XOP tracks an equal-weighted index of companies in the US oil & gas exploration & production space.XOP offers an equal-weight approach to oil & gas exploration & production. Equal weighting provides diversified exposure to an industry normally dominated by a few big names, but also produces a massive bias to small- and midcaps.XOP is reasonably priced, and usually earns back most of its fee through securities lending revenue. Whereas, XLE offers supremely liquid exposure to a marketlike basket of US energy firms. “Marketlike” in the context of the energy sector means concentrated exposure to the giants of the oil and gas industries. XLE pulls its stocks from the S&P 500 rather than the total market, so its portfolio is somewhat smaller than that of peer funds, and it favors large-caps. We choose these stocks to know if the stock value would retain its growth based on its previous values. As stock values change with time and are affected by other indicators that may or may not substantiate its real value, we can use a time-series model that examines differences between values in the series instead of actual values. This scenario falls perfectly in line with regression analysis, or more specifically, an ARIMA model.

Dataset

Dataset can be upload from Yahoo Finance,one of the most popular public resources for stock data. I used a genaralized code from which we can pull any stock and any range by using ETF code of the stock.
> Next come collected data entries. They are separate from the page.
//! Instance router: one live instance per object id.
//!
//! The router owns the table of instance records. Every request goes
//! through [`InstanceRouter::invoke`], which finds or creates the record for
//! the target id and enqueues the request in its mailbox.
//!
//! # Single-instance guarantee
//!
//! The table is one `HashMap<ObjectId, InstanceSlot>` behind one mutex.
//! Two operations take that lock:
//!
//! - **enqueue**: look up (or create) the slot and push the envelope. The
//!   push on an unbounded channel is synchronous, so it completes under the
//!   lock.
//! - **retire**: an idle instance checks, under the lock, that its mailbox
//!   is empty and its slot is still the current generation, then removes the
//!   slot.
//!
//! Since both run under the same lock, a request is either enqueued before
//! the retire check (which then sees a non-empty mailbox and backs off) or
//! after it (and finds no slot, so it creates a new instance). No request is
//! lost and no id ever has two live instances.

mod instance;
pub mod placement;
pub mod policy;

use std::collections::HashMap;
use std::sync::Arc;
use std::time::Duration;

use parking_lot::Mutex;
use tokio::sync::{mpsc, oneshot};
use tokio::task::JoinHandle;

use crate::error::RoutingError;
use crate::namespace::{Binding, Namespace};
use crate::object::{InstanceStatus, ObjectId, Request, Response, StatusCell};
use crate::storage::Storage;

use instance::{Envelope, Instance};
pub use placement::{PlacementDirector, PlacementError, RegionPlacement};
pub use policy::{AlarmPolicy, EvictionPolicy};

/// Router-side handle to a live instance.
struct InstanceSlot {
    generation: u64,
    sender: mpsc::UnboundedSender<Envelope>,
    status: Arc<StatusCell>,
    task: JoinHandle<()>,
}

#[derive(Default)]
struct RouterTable {
    slots: HashMap<ObjectId, InstanceSlot>,
    next_generation: u64,
    shutting_down: bool,
}

/// Routes requests to per-object instances, creating them on demand.
///
/// Built by [`RuntimeBuilder::build`](crate::RuntimeBuilder::build); use
/// [`Runtime::router`](crate::Runtime::router) for introspection.
pub struct InstanceRouter {
    table: Mutex<RouterTable>,
    placement: Arc<dyn PlacementDirector>,
    bindings: HashMap<String, Arc<Binding>>,
    by_tag: HashMap<[u8; 4], Arc<Binding>>,
    eviction: EvictionPolicy,
    alarms: AlarmPolicy,
}

impl InstanceRouter {
    pub(crate) fn new(
        placement: Arc<dyn PlacementDirector>,
        bindings: Vec<Arc<Binding>>,
        eviction: EvictionPolicy,
        alarms: AlarmPolicy,
    ) -> Arc<Self> {
        let by_tag = bindings.iter().map(|b| (b.tag, b.clone())).collect();
        let bindings = bindings.into_iter().map(|b| (b.name.clone(), b)).collect();
        Arc::new(Self {
            table: Mutex::new(RouterTable::default()),
            placement,
            bindings,
            by_tag,
            eviction,
            alarms,
        })
    }

    /// Namespace bound under `name`.
    pub fn namespace(self: &Arc<Self>, name: &str) -> Option<Namespace> {
        let binding = self.bindings.get(name)?;
        Some(Namespace::new(binding.clone(), self.clone()))
    }

    /// Names of every bound namespace, sorted.
    pub fn namespaces(&self) -> Vec<String> {
        let mut names: Vec<String> = self.bindings.keys().cloned().collect();
        names.sort();
        names
    }

    /// Deliver `request` to the instance for `id`, activating it if needed.
    ///
    /// Fails with a [`RoutingError`] only when the request could not be run.
    /// Failures inside the object come back as an error [`Response`].
    pub(crate) async fn invoke(
        self: &Arc<Self>,
        binding: &Arc<Binding>,
        id: &ObjectId,
        request: Request,
    ) -> Result<Response, RoutingError> {
        let (reply, response) = oneshot::channel();
        self.enqueue(binding, id, Envelope::Invoke { request, reply })?;
        response
            .await
            .map_err(|_| RoutingError::InstanceGone(id.clone()))?
    }

    /// Activate `id` without a request, so its stored alarm gets scheduled.
    pub(crate) fn wake(self: &Arc<Self>, id: &ObjectId) -> Result<(), RoutingError> {
        let Some(binding) = self.by_tag.get(&id.namespace_tag()).cloned() else {
            tracing::warn!(object = %id, "no namespace for stored object, not waking");
            return Ok(());
        };
        self.enqueue(&binding, id, Envelope::Wake)
    }

    fn enqueue(
        self: &Arc<Self>,
        binding: &Arc<Binding>,
        id: &ObjectId,
        envelope: Envelope,
    ) -> Result<(), RoutingError> {
        let backend = self.placement.place(id)?;

        let mut table = self.table.lock();
        if table.shutting_down {
            return Err(RoutingError::ShuttingDown);
        }

        let envelope = match table.slots.get(id) {
            Some(slot) => match slot.sender.send(envelope) {
                Ok(()) => return Ok(()),
                // The task is gone without retiring its slot. Replace it.
                Err(mpsc::error::SendError(envelope)) => {
                    tracing::warn!(object = %id, "instance task ended unexpectedly, replacing");
                    envelope
                }
            },
            None => envelope,
        };

        let slot = self.spawn_instance(&mut table, binding, id, Storage::new(id.clone(), backend));
        let sent = slot.sender.send(envelope).is_ok();
        table.slots.insert(id.clone(), slot);
        if sent {
            Ok(())
        } else {
            Err(RoutingError::InstanceGone(id.clone()))
        }
    }

    fn spawn_instance(
        self: &Arc<Self>,
        table: &mut RouterTable,
        binding: &Arc<Binding>,
        id: &ObjectId,
        storage: Storage,
    ) -> InstanceSlot {
        table.next_generation += 1;
        let generation = table.next_generation;
        let (sender, mailbox) = mpsc::unbounded_channel();
        let status = Arc::new(StatusCell::new());

        let instance = Instance::new(
            id.clone(),
            generation,
            binding.clone(),
            storage,
            Arc::downgrade(self),
            status.clone(),
            mailbox,
            self.eviction,
            self.alarms,
        );
        let task = tokio::spawn(instance.run());

        InstanceSlot {
            generation,
            sender,
            status,
            task,
        }
    }

    /// Called by an idle instance. Removes its slot if it is still current
    /// and nothing is queued.
    fn retire(
        &self,
        id: &ObjectId,
        generation: u64,
        mailbox: &mpsc::UnboundedReceiver<Envelope>,
    ) -> bool {
        let mut table = self.table.lock();
        match table.slots.get(id) {
            Some(slot) if slot.generation == generation && mailbox.is_empty() => {
                table.slots.remove(id);
                true
            }
            _ => false,
        }
    }

    /// Lifecycle status of the instance for `id`, or `None` if there is no
    /// record.
    pub fn status(&self, id: &ObjectId) -> Option<InstanceStatus> {
        self.table.lock().slots.get(id).map(|slot| slot.status.get())
    }

    /// Number of instance records currently in memory.
    pub fn active_count(&self) -> usize {
        self.table.lock().slots.len()
    }

    /// Evict `id` now if it is idle with nothing queued and no pending alarm.
    ///
    /// Returns whether the instance left memory. Waits for the current turn.
    pub async fn evict(&self, id: &ObjectId) -> bool {
        let (reply, retired) = oneshot::channel();
        {
            let table = self.table.lock();
            let Some(slot) = table.slots.get(id) else {
                return false;
            };
            if slot.sender.send(Envelope::Evict { reply }).is_err() {
                return false;
            }
        }
        retired.await.unwrap_or(false)
    }

    /// Stop accepting requests, let every instance drain its mailbox, and
    /// wait for all of them to exit.
    pub async fn shutdown(&self) {
        let slots: Vec<(ObjectId, InstanceSlot)> = {
            let mut table = self.table.lock();
            if table.shutting_down {
                return;
            }
            table.shutting_down = true;
            table.slots.drain().collect()
        };

        tracing::info!(instances = slots.len(), "router shutting down");
        let mut tasks = Vec::with_capacity(slots.len());
        for (id, slot) in slots {
            // Queued after everything already in the mailbox.
            let _ = slot.sender.send(Envelope::Shutdown);
            tasks.push((id, slot.task));
        }
        for (id, task) in tasks {
            if let Err(e) = task.await {
                tracing::error!(object = %id, error = %e, "instance task failed during shutdown");
            }
        }
    }

    /// Whether [`shutdown`](Self::shutdown) has started.
    pub fn is_shutting_down(&self) -> bool {
        self.table.lock().shutting_down
    }

    /// Deliver `request` to `id`, giving up after `timeout`.
    ///
    /// The request is not cancelled when the caller gives up.
    pub(crate) async fn invoke_timeout(
        self: &Arc<Self>,
        binding: &Arc<Binding>,
        id: &ObjectId,
        request: Request,
        timeout: Duration,
    ) -> Result<Response, RoutingError> {
        let (reply, response) = oneshot::channel();
        self.enqueue(binding, id, Envelope::Invoke { request, reply })?;
        match tokio::time::timeout(timeout, response).await {
            Ok(result) => result.map_err(|_| RoutingError::InstanceGone(id.clone()))?,
            Err(_) => Err(RoutingError::Timeout(timeout)),
        }
    }
}

impl std::fmt::Debug for InstanceRouter {
    fn fmt(&self, f: &mut std::fmt::Formatter<'_>) -> std::fmt::Result {
        f.debug_struct("InstanceRouter")
            .field("namespaces", &self.namespaces())
            .field("instances", &self.active_count())
            .field("eviction", &self.eviction)
            .finish_non_exhaustive()
    }
}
We are using past five years data of XOP and XLE

Project Outline

Impoting the data

stock1<-"XOP"
stock2<- "XLE"
n.chosen.stocks<-50
#my.tickers<-c(paste0(nifty100list$Symbol,".NS"),ticker.MktIdx)
my.tickers <- c(stock1,stock2 )


first.date <- Sys.Date() - (365*5)
last.date <- Sys.Date()+1
freq.data <- 'weekly'
# set tickers

l.out <- BatchGetSymbols(tickers = my.tickers,
                         first.date = first.date,
                         last.date = last.date,
                         freq.data = freq.data,
                         bench.ticker = stock1,
                         do.fill.missing.prices = TRUE,
                         
                         cache.folder = file.path(tempdir(),
                                                  'BGS_Cache') )
l.out$df.tickers<-na_interpolation(l.out$df.tickers)
df.stocks <- l.out$df.tickers

#Create a new variable for XOP stock closing price
stock1_df<-df.stocks$price.close[df.stocks$ticker== stock1]
#Create a new variable for SPY stock closing price
stock2_df<-df.stocks$price.close[df.stocks$ticker== stock2]
#Create a date variable using reference date of stock dataset
date<-df.stocks$ref.date
date<-as.Date(date)

#Create a new data frame that includes XOP, SPY close price and date
new_df<-as.data.frame(cbind(stock1_df, stock2_df,date))
names(new_df)<-c(stock1,stock2,"date")
new_df$date<-as.Date(new_df$date)

Exploratory Data Analysis

Univariate distribution

p1<-ggplot(new_df, aes(XOP)) + 
  geom_histogram(bins = 50, aes(y = ..density..), col = "red", fill = "orange", alpha = 0.3) + 
  geom_density()

p2<-ggplot(new_df, aes(XLE)) + 
  geom_histogram(bins = 50, aes(y = ..density..), col = "red", fill = "orange", alpha = 0.3) + 
  geom_density()
grid.arrange(p1,p2, nrow=2,ncol=1)

From the above plot, we can say XOP has a left skewed data and moslty values are concentrated over the interval. Also, we can observe that the peak falls between 102 to 170 for XOP. For XLE, the distribution is quite similar to XOP, it is also left skewed and it seems correlated to each other which we will study in this project.

Time series plot

par(mfrow=c(1,2))
stock1ts<-ts(stock1_df,start = c(2015,33), end = c(2020,31),frequency = 52)
plot1<-ts_plot(stock1ts,title="XOP Weekly Stock Price")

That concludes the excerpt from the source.